Best Defense
Thomas E. Ricks' daily take on national security.

The surge’s ‘secret weapon’: Lessons of interagency high-value targeting teams

  There’s a good new study out of interagency high value target teams and the role they played in Iraq in 2007. Secret Weapon: High-value Target Teams as an Organizational Innovation, by Christopher Lamb and Evan Munsing, argues that the interagency targeting teams are neither well understood nor much liked inside the national security establishment. ...

By , a former contributing editor to Foreign Policy.
The U.S. Army/Flickr
The U.S. Army/Flickr
The U.S. Army/Flickr

 

 

There’s a good new study out of interagency high value target teams and the role they played in Iraq in 2007. Secret Weapon: High-value Target Teams as an Organizational Innovation, by Christopher Lamb and Evan Munsing, argues that the interagency targeting teams are neither well understood nor much liked inside the national security establishment. It also is one of the most interesting monographs I’ve read in some time.

The study’s core conclusion is that, in Iraq in 2007, "the interagency teams used to target enemy clandestine networks were a major, even indispensable, catalyst for success" (6) Even so, the authors note, the bureaucracies in Washington were not much interested in supporting them. "Cajoling parent organizations for support was a major preoccupation of senior leaders in Iraq." (58)

The most compelling part of the study is the discussion of interviews with former members of the high-value targeting teams about what worked and why. Some highlights:

–The single greatest variable of success was "access to the most senior decision makers…because it allowed the interagency teams to bypass multiple layers of mid level approval and obtain cooperation that otherwise would not have been forthcoming " (40)

–Middle management at the home headquarters and agencies of team members proved to be an impediment to information sharing, which was not the case with top management. The way to get around this, the study says, was to recruit personnel with enough seniority and experience to enjoy direct access to top level officials.    

–Smaller teams generally worked better than large ones. "Team members we interviewed …agreed that smaller teams, usually 8 to 15 people, were more effective and allowed greater cohesion and trust."

–The safer the area in which a team was based, the more pronounced bureaucratic differences became, with the Green Zone being the obvious example of a bad environment in which the sense of a common purpose was undermined.

–Teams that tried to operate "virtually" were far less effective than those that were physically co-located, eating and living together.

–One area that required constant attention resulted from the different view points of SOF and intelligence analysts. "There was a constant tension between the desire of the intelligence organizations to develop sources and targets and the desire of … operators to take out targets even at the expense of compromising sources." (45)

–The SOF general overseeing the joint targeting teams found that in order to get cooperation from CIA, FBI and other officials, SOF culture had to change to become more transparent. "SOF Task Force personnel were directed to set the example by being first to give more information. They were told to ‘share until it hurts.’ As one commander explained it, ‘If you are sharing information to the degree where you think, "Holy cow, I am going to go to jail," then you are in the right area of sharing.’ The point was to build trust, and information-sharing was the icebreaker." (46)

–The leadership of the teams was hand-picked by the SOF general.

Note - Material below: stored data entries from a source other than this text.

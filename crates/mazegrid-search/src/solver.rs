//! The [`Solver`] type — owner of per-pass search scratch.

use std::collections::{HashMap, HashSet};

use mazegrid_core::Position;

/// Runs the search algorithms and owns their reusable scratch state.
///
/// The discovered set, the best-cost map and the neighbor buffer are
/// cleared at the start of each pass and reused across passes, so
/// repeated searches allocate little. Frontiers are created per call and
/// discarded with it.
///
/// All membership bookkeeping is keyed by [`Position`] — never by whole
/// cells, whose value equality goes stale as content tags mutate.
#[derive(Debug, Default)]
pub struct Solver {
    /// Positions already pushed to the frontier this pass.
    pub(crate) discovered: HashSet<Position>,
    /// Authoritative best-known cost per position (A* relaxation).
    pub(crate) best_g: HashMap<Position, i32>,
    /// Scratch buffer for neighbor queries.
    pub(crate) nbuf: Vec<usize>,
    /// Frontier pushes performed by the current/last pass.
    pub(crate) expansions: u64,
}

impl Solver {
    /// Create a solver with empty scratch state.
    pub fn new() -> Self {
        Self::default()
    }

    /// Number of frontier pushes performed by the last search pass.
    ///
    /// Bounded by the number of cells reachable from the start; resets at
    /// the start of each pass.
    #[inline]
    pub fn expansions(&self) -> u64 {
        self.expansions
    }
}
//! The [`Maze`] type — a rows × cols grid of [`Cell`]s with designated
//! start and goal.
//!
//! Construction validates its inputs up front and fails fast with a
//! [`MazeError`]; nothing is silently clamped. Random blocking takes the
//! random source as an explicit parameter so callers (and tests) can
//! inject a deterministic generator instead of mutating process-wide
//! state.

use std::fmt;

use rand::Rng;

use crate::cell::{Cell, Content};
use crate::geom::Position;

/// Errors raised at maze-construction time.
#[derive(Debug, Clone, PartialEq)]
pub enum MazeError {
    /// The blocked proportion is NaN or outside [0, 1].
    Proportion(f64),
    /// Rows or columns are not positive.
    Dimensions { rows: i32, cols: i32 },
    /// A named position lies outside the grid.
    OutOfBounds { what: &'static str, pos: Position },
    /// Start and goal must be distinct.
    StartIsGoal(Position),
    /// A fixed layout tried to block the start or goal cell.
    BlockedEndpoint(Position),
}

impl fmt::Display for MazeError {
    fn fmt(&self, f: &mut fmt::Formatter<'_>) -> fmt::Result {
        match self {
            Self::Proportion(p) => {
                write!(f, "blocked proportion must be within [0, 1], got {p}")
            }
            Self::Dimensions { rows, cols } => {
                write!(f, "maze dimensions must be positive, got {rows}x{cols}")
            }
            Self::OutOfBounds { what, pos } => {
                write!(f, "{what} position {pos} lies outside the grid")
            }
            Self::StartIsGoal(pos) => {
                write!(f, "start and goal must be distinct, both are {pos}")
            }
            Self::BlockedEndpoint(pos) => {
                write!(f, "cannot block the start or goal cell at {pos}")
            }
        }
    }
}

impl std::error::Error for MazeError {}

/// A 2D grid maze.
///
/// Cells are stored row-major in a flat array; start and goal are indices
/// into it. Exactly one cell carries [`Content::Start`] and one
/// [`Content::Goal`], and neither is ever blocked.
///
/// Searches mutate cell scratch state in place and perform no automatic
/// reset, so run each algorithm on a fresh `Maze` (it is `Clone`) or call
/// [`clear_search`](Maze::clear_search) in between.
#[derive(Debug, Clone)]
pub struct Maze {
    rows: i32,
    cols: i32,
    cells: Vec<Cell>,
    start: usize,
    goal: usize,
}

impl Maze {
    /// Construct a maze with randomly blocked cells.
    ///
    /// `round((rows·cols − 2) · prop_blocked)` cells are chosen uniformly
    /// from the grid minus start and goal and marked blocked.
    pub fn generate<R: Rng>(
        rows: i32,
        cols: i32,
        prop_blocked: f64,
        start: Position,
        goal: Position,
        rng: &mut R,
    ) -> Result<Self, MazeError> {
        if !prop_blocked.is_finite() || !(0.0..=1.0).contains(&prop_blocked) {
            return Err(MazeError::Proportion(prop_blocked));
        }
        let mut maze = Self::empty(rows, cols, start, goal)?;

        let candidates: Vec<usize> = (0..maze.cells.len())
            .filter(|&i| i != maze.start && i != maze.goal)
            .collect();
        let amount = (candidates.len() as f64 * prop_blocked).round() as usize;
        for i in rand::seq::index::sample(rng, candidates.len(), amount) {
            maze.cells[candidates[i]].set_content(Content::Blocked);
        }
        Ok(maze)
    }

    /// Construct a maze with a fixed, deterministic blocked layout.
    ///
    /// Every position in `blocked` must lie inside the grid and differ
    /// from both start and goal.
    pub fn with_blocked(
        rows: i32,
        cols: i32,
        start: Position,
        goal: Position,
        blocked: &[Position],
    ) -> Result<Self, MazeError> {
        let mut maze = Self::empty(rows, cols, start, goal)?;
        for &pos in blocked {
            let Some(i) = maze.index(pos) else {
                return Err(MazeError::OutOfBounds {
                    what: "blocked",
                    pos,
                });
            };
            if i == maze.start || i == maze.goal {
                return Err(MazeError::BlockedEndpoint(pos));
            }
            maze.cells[i].set_content(Content::Blocked);
        }
        Ok(maze)
    }

    fn empty(rows: i32, cols: i32, start: Position, goal: Position) -> Result<Self, MazeError> {
        if rows < 1 || cols < 1 {
            return Err(MazeError::Dimensions { rows, cols });
        }
        let in_bounds =
            |p: Position| p.row >= 0 && p.row < rows && p.col >= 0 && p.col < cols;
        if !in_bounds(start) {
            return Err(MazeError::OutOfBounds {
                what: "start",
                pos: start,
            });
        }
        if !in_bounds(goal) {
            return Err(MazeError::OutOfBounds {
                what: "goal",
                pos: goal,
            });
        }
        if start == goal {
            return Err(MazeError::StartIsGoal(start));
        }

        let mut cells = Vec::with_capacity((rows * cols) as usize);
        for row in 0..rows {
            for col in 0..cols {
                cells.push(Cell::new(Position::new(row, col), Content::Empty));
            }
        }
        let start_idx = (start.row * cols + start.col) as usize;
        let goal_idx = (goal.row * cols + goal.col) as usize;
        cells[start_idx].set_content(Content::Start);
        cells[goal_idx].set_content(Content::Goal);

        Ok(Self {
            rows,
            cols,
            cells,
            start: start_idx,
            goal: goal_idx,
        })
    }

    /// Number of rows.
    #[inline]
    pub fn rows(&self) -> i32 {
        self.rows
    }

    /// Number of columns.
    #[inline]
    pub fn cols(&self) -> i32 {
        self.cols
    }

    /// Convert a position to a flat cell index. `None` if out of bounds.
    #[inline]
    pub fn index(&self, pos: Position) -> Option<usize> {
        if pos.row >= 0 && pos.row < self.rows && pos.col >= 0 && pos.col < self.cols {
            Some((pos.row * self.cols + pos.col) as usize)
        } else {
            None
        }
    }

    /// The cell at a flat index.
    ///
    /// # Panics
    ///
    /// Panics if `idx` is out of range; indices come from [`index`](Maze::index)
    /// or [`neighbors`](Maze::neighbors) and are always valid in correct use.
    #[inline]
    pub fn cell(&self, idx: usize) -> &Cell {
        &self.cells[idx]
    }

    /// Mutable access to the cell at a flat index.
    #[inline]
    pub fn cell_mut(&mut self, idx: usize) -> &mut Cell {
        &mut self.cells[idx]
    }

    /// The cell at a position, or `None` if out of bounds.
    #[inline]
    pub fn at(&self, pos: Position) -> Option<&Cell> {
        self.index(pos).map(|i| &self.cells[i])
    }

    /// All cells, row-major.
    #[inline]
    pub fn cells(&self) -> &[Cell] {
        &self.cells
    }

    /// Flat index of the start cell.
    #[inline]
    pub fn start_index(&self) -> usize {
        self.start
    }

    /// Flat index of the goal cell.
    #[inline]
    pub fn goal_index(&self) -> usize {
        self.goal
    }

    /// The start cell.
    #[inline]
    pub fn start(&self) -> &Cell {
        &self.cells[self.start]
    }

    /// The goal cell.
    #[inline]
    pub fn goal(&self) -> &Cell {
        &self.cells[self.goal]
    }

    /// Append the valid expansion targets around `idx` into `buf`, in
    /// fixed north, south, west, east order. The caller clears `buf`.
    ///
    /// Blocked cells and the start cell are excluded: once left, the start
    /// is never re-entered.
    pub fn neighbors(&self, idx: usize, buf: &mut Vec<usize>) {
        for np in self.cells[idx].position().neighbors_4() {
            let Some(ni) = self.index(np) else {
                continue;
            };
            if self.cells[ni].is_blocked() || ni == self.start {
                continue;
            }
            buf.push(ni);
        }
    }

    /// Reset all per-search scratch state: clears cost, heuristic and
    /// parent links, and reverts path marks to empty.
    ///
    /// Call this before re-running a different algorithm on the same maze.
    pub fn clear_search(&mut self) {
        for cell in &mut self.cells {
            cell.set_g(0);
            cell.set_h(0);
            cell.set_parent(None);
            if cell.content() == Content::Path {
                cell.set_content(Content::Empty);
            }
        }
    }
}

/// Renders the maze row-major with `|`-delimited cells, one glyph per
/// cell, no trailing newline.
impl fmt::Display for Maze {
    fn fmt(&self, f: &mut fmt::Formatter<'_>) -> fmt::Result {
        for row in 0..self.rows {
            if row > 0 {
                writeln!(f)?;
            }
            write!(f, "|")?;
            for col in 0..self.cols {
                let cell = &self.cells[(row * self.cols + col) as usize];
                write!(f, "{}|", cell.content().glyph())?;
            }
        }
        Ok(())
    }
}

#[cfg(test)]
mod tests {
    use super::*;
    use rand::SeedableRng;
    use rand::rngs::StdRng;

    #[test]
    fn rejects_bad_proportion() {
        let start = Position::new(0, 0);
        let goal = Position::new(4, 4);
        let mut rng = StdRng::seed_from_u64(1);
        for p in [-0.1, 1.5, f64::NAN, f64::INFINITY] {
            let err = Maze::generate(5, 5, p, start, goal, &mut rng).unwrap_err();
            assert!(matches!(err, MazeError::Proportion(_)), "{p} accepted");
        }
    }

    #[test]
    fn rejects_bad_dimensions() {
        let err = Maze::with_blocked(0, 5, Position::new(0, 0), Position::new(0, 4), &[])
            .unwrap_err();
        assert_eq!(err, MazeError::Dimensions { rows: 0, cols: 5 });
    }

    #[test]
    fn rejects_out_of_bounds_endpoints() {
        let err = Maze::with_blocked(5, 5, Position::new(5, 0), Position::new(4, 4), &[])
            .unwrap_err();
        assert_eq!(
            err,
            MazeError::OutOfBounds {
                what: "start",
                pos: Position::new(5, 0)
            }
        );
        let err = Maze::with_blocked(5, 5, Position::new(0, 0), Position::new(4, 5), &[])
            .unwrap_err();
        assert!(matches!(err, MazeError::OutOfBounds { what: "goal", .. }));
    }

    #[test]
    fn rejects_coincident_endpoints() {
        let p = Position::new(2, 2);
        let err = Maze::with_blocked(5, 5, p, p, &[]).unwrap_err();
        assert_eq!(err, MazeError::StartIsGoal(p));
    }

    #[test]
    fn rejects_blocked_endpoint_and_oob_block() {
        let start = Position::new(0, 0);
        let goal = Position::new(4, 4);
        let err = Maze::with_blocked(5, 5, start, goal, &[goal]).unwrap_err();
        assert_eq!(err, MazeError::BlockedEndpoint(goal));
        let err =
            Maze::with_blocked(5, 5, start, goal, &[Position::new(9, 9)]).unwrap_err();
        assert!(matches!(err, MazeError::OutOfBounds { what: "blocked", .. }));
    }

    #[test]
    fn generate_blocks_exact_proportion() {
        let mut rng = StdRng::seed_from_u64(46545);
        let maze = Maze::generate(
            10,
            10,
            0.2,
            Position::new(0, 0),
            Position::new(9, 9),
            &mut rng,
        )
        .unwrap();
        let blocked = maze.cells().iter().filter(|c| c.is_blocked()).count();
        // round((10*10 - 2) * 0.2) = 20
        assert_eq!(blocked, 20);
        assert!(!maze.start().is_blocked());
        assert!(!maze.goal().is_blocked());
    }

    #[test]
    fn exactly_one_start_and_goal() {
        let mut rng = StdRng::seed_from_u64(7);
        let maze = Maze::generate(
            8,
            6,
            0.3,
            Position::new(1, 1),
            Position::new(6, 4),
            &mut rng,
        )
        .unwrap();
        let starts = maze.cells().iter().filter(|c| c.is_start()).count();
        let goals = maze.cells().iter().filter(|c| c.is_goal()).count();
        assert_eq!((starts, goals), (1, 1));
        assert_eq!(maze.start().position(), Position::new(1, 1));
        assert_eq!(maze.goal().position(), Position::new(6, 4));
    }

    #[test]
    fn generation_is_reproducible_with_seed() {
        let build = || {
            let mut rng = StdRng::seed_from_u64(42);
            Maze::generate(
                12,
                12,
                0.25,
                Position::new(0, 0),
                Position::new(11, 11),
                &mut rng,
            )
            .unwrap()
        };
        assert_eq!(build().to_string(), build().to_string());
    }

    #[test]
    fn neighbors_in_nswe_order() {
        let maze = Maze::with_blocked(
            5,
            5,
            Position::new(0, 0),
            Position::new(4, 4),
            &[],
        )
        .unwrap();
        let idx = maze.index(Position::new(2, 2)).unwrap();
        let mut buf = Vec::new();
        maze.neighbors(idx, &mut buf);
        let positions: Vec<Position> =
            buf.iter().map(|&i| maze.cell(i).position()).collect();
        assert_eq!(
            positions,
            vec![
                Position::new(1, 2),
                Position::new(3, 2),
                Position::new(2, 1),
                Position::new(2, 3),
            ]
        );
    }

    #[test]
    fn neighbors_exclude_blocked_start_and_walls() {
        let maze = Maze::with_blocked(
            3,
            3,
            Position::new(0, 0),
            Position::new(2, 2),
            &[Position::new(1, 1)],
        )
        .unwrap();
        // From (0, 1): north is out of bounds, south (1, 1) is blocked,
        // west (0, 0) is the start, so only east remains.
        let idx = maze.index(Position::new(0, 1)).unwrap();
        let mut buf = Vec::new();
        maze.neighbors(idx, &mut buf);
        let positions: Vec<Position> =
            buf.iter().map(|&i| maze.cell(i).position()).collect();
        assert_eq!(positions, vec![Position::new(0, 2)]);
    }

    #[test]
    fn render_row_major_with_pipes() {
        let maze = Maze::with_blocked(
            2,
            3,
            Position::new(0, 0),
            Position::new(1, 2),
            &[Position::new(0, 1)],
        )
        .unwrap();
        assert_eq!(maze.to_string(), "|S|░| |\n| | |G|");
    }

    #[test]
    fn clear_search_resets_scratch_and_path_marks() {
        let mut maze =
            Maze::with_blocked(3, 3, Position::new(0, 0), Position::new(2, 2), &[])
                .unwrap();
        let idx = maze.index(Position::new(1, 1)).unwrap();
        maze.cell_mut(idx).set_g(5);
        maze.cell_mut(idx).set_h(2);
        maze.cell_mut(idx).set_parent(Some(0));
        maze.cell_mut(idx).mark_on_path();

        maze.clear_search();
        let cell = maze.cell(idx);
        assert_eq!(cell.g(), 0);
        assert_eq!(cell.h(), 0);
        assert_eq!(cell.parent(), None);
        assert_eq!(cell.content(), Content::Empty);
        // Start and goal tags survive the reset.
        assert!(maze.start().is_start());
        assert!(maze.goal().is_goal());
    }
}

He knew that the team leaders had only limited authority over their team members and so could not order, but only ask, their members to do things, so he chose officers he thought were hyper active Type As who could pull back to Type B as needed.

It took several years for the teams to become effective, but "By 2007, the interagency high-value target teams were a high-volume, awe-inspiring machine that had to be carefully directed." (50) As it happened, there was a new top American commander who came, Gen. Petraeus, who embraced the teams and used them effectively.

Unfortunately, they conclude, once the crisis passed, the bureaucracies back in Washington who were contributing to the teams began to lose interest in supporting them. They also began to re-assert their own priorities. "By 2008, other departments and agencies, particularly one unidentified intelligence agency, began pulling back people and cooperation, believing information-sharing and collaboration had gone too far." (54)    

It reminds me of something I once read about the British defense against the Luftwaffe during the Battle of Britain, that the real trick was not radar but the organization that was able to combine radar, radio and aircraft to get the right planes to the right places at the right times, and keep doing it for months.